On the Parallel Implementation of Quasi-Monte Carlo Algorithms

The quasi-Monte Carlo algorithms utilize deterministic low-discrepancy sequences in order to increase the rate of convergence of stochastic simulation algorithms. Such kinds of algorithms are widely applicable and consume large share of the computational time on advanced HPC systems. The recent advances in HPC are increasingly rely on the use of accelerators and other similar devices that improve the energy efficiency and offer better performance for certain type of computations. The Xeon Phi coprocessors combine efficient vector floating point computations with familiar operational and development environment. One potentially difficult part of the conversion of a Monte Carlo algorithm into a quasi-Monte Carlo one is the generation of the low-discrepancy sequences. On such specialized equipment as the Xeon Phi, the value of memory increases due to the presence of a large number of computational cores.

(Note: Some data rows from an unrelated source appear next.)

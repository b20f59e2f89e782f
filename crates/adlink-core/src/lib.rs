//! # Active Directory client core
//!
//! Protocol-independent building blocks for talking to an Active Directory
//! domain: identifier encoding, normalization and caching, the retry policy,
//! configuration, and the group/user/OU managers.
//!
//! ## Architecture
//!
//! Everything above the wire talks to the directory through one narrow trait:
//!
//! - [`Directory`](traits::Directory) - search/add/modify/modify_dn/delete/bind/who_am_i
//!
//! The pooled LDAP client in `adlink-ldap` implements it for production; the
//! [`InMemoryDirectory`](testing::InMemoryDirectory) fake implements it for
//! tests.
//!
//! ## Example
//!
//! ```ignore
//! use adlink_core::prelude::*;
//!
//! let cache = Arc::new(CacheManager::new());
//! let groups = GroupManager::new(directory.clone(), cache.clone());
//!
//! let group = groups.create(&NewGroup::new("Engineering")).await?;
//! groups
//!     .set_members(&group.guid, &["alice", "EXAMPLE\\bob", "carol@example.com"])
//!     .await?;
//! ```
//!
//! ## Crate Organization
//!
//! - [`codec`] - GUID, SID and DN encodings; filter escaping
//! - [`identifier`] - The five identifier forms and their classifier
//! - [`error`] - Error type with transient/permanent classification
//! - [`operation`] - Entries, filters, search requests and modifications
//! - [`traits`] - The [`Directory`](traits::Directory) capability trait
//! - [`config`] - Client configuration
//! - [`resilience`] - Retry with exponential backoff
//! - [`cache`] - Identifier → DN cache
//! - [`normalizer`] - Identifier → canonical DN resolution
//! - [`managers`] - Group, user and OU management, membership reconciliation
//! - [`testing`] - Deterministic in-memory directory

pub mod cache;
pub mod codec;
pub mod config;
pub mod error;
pub mod identifier;
pub mod managers;
pub mod normalizer;
pub mod operation;
pub mod resilience;
pub mod testing;
pub mod traits;

/// Prelude module for convenient imports.
///
/// ```
/// use adlink_core::prelude::*;
/// ```
pub mod prelude {
    // Error handling
    pub use crate::error::{DirectoryError, DirectoryResult};

    // Traits
    pub use crate::traits::Directory;

    // Identifiers and codecs
    pub use crate::codec::{decode_guid, decode_sid, encode_guid, encode_sid, normalize_dn_case};
    pub use crate::identifier::ObjectIdentifier;

    // Operations
    pub use crate::operation::{Entry, Filter, Modification, NewEntry, Scope, SearchRequest};

    // Configuration
    pub use crate::config::{
        AuthConfig, ClientConfig, PoolSettings, RetrySettings, TlsConfig, TlsMode,
    };

    // Resilience
    pub use crate::resilience::{RetryExecutor, RetryPolicy};

    // Cache and normalization
    pub use crate::cache::{CacheManager, CacheOrigin, CacheStats, WarmStats};
    pub use crate::normalizer::{IdentityNormalizer, ResolvedObject};

    // Managers
    pub use crate::managers::{
        Group, GroupCategory, GroupManager, GroupScope, GroupUpdate, MembershipDiff, NewGroup,
        NewOrganizationalUnit, NewUser, OrganizationalUnit, OuManager, OuUpdate, User,
        UserManager, UserUpdate,
    };

    pub use std::sync::Arc;
    pub use tokio_util::sync::CancellationToken;
}

// Re-export async_trait for Directory implementors
pub use async_trait::async_trait;

#[cfg(test)]
mod tests {
    use super::prelude::*;

    #[test]
    fn test_prelude_imports() {
        let _filter = Filter::eq("sAMAccountName", "alice");
        let _id = ObjectIdentifier::dn("cn=alice,dc=example,dc=com");
        let _cache = CacheManager::new();
        let _group = NewGroup::new("Engineering").with_scope(GroupScope::Universal);
        let _config = ClientConfig::new("example.com", AuthConfig::password("alice", "secret"));
    }
}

In order to allow quasi-Monte Carlo algorithms to make use of hybrid OpenMP+MPI programming, we implemented generation routines that save both memory space and memory bandwidth, with the aim to widen the applicability of quasi-Monte Carlo algorithms in environments with an extremely large number of computational elements. We present our implementation and compare it with regular Monte Carlo using a popular pseudorandom number generator, demonstrating the applicability and advantages of our approach.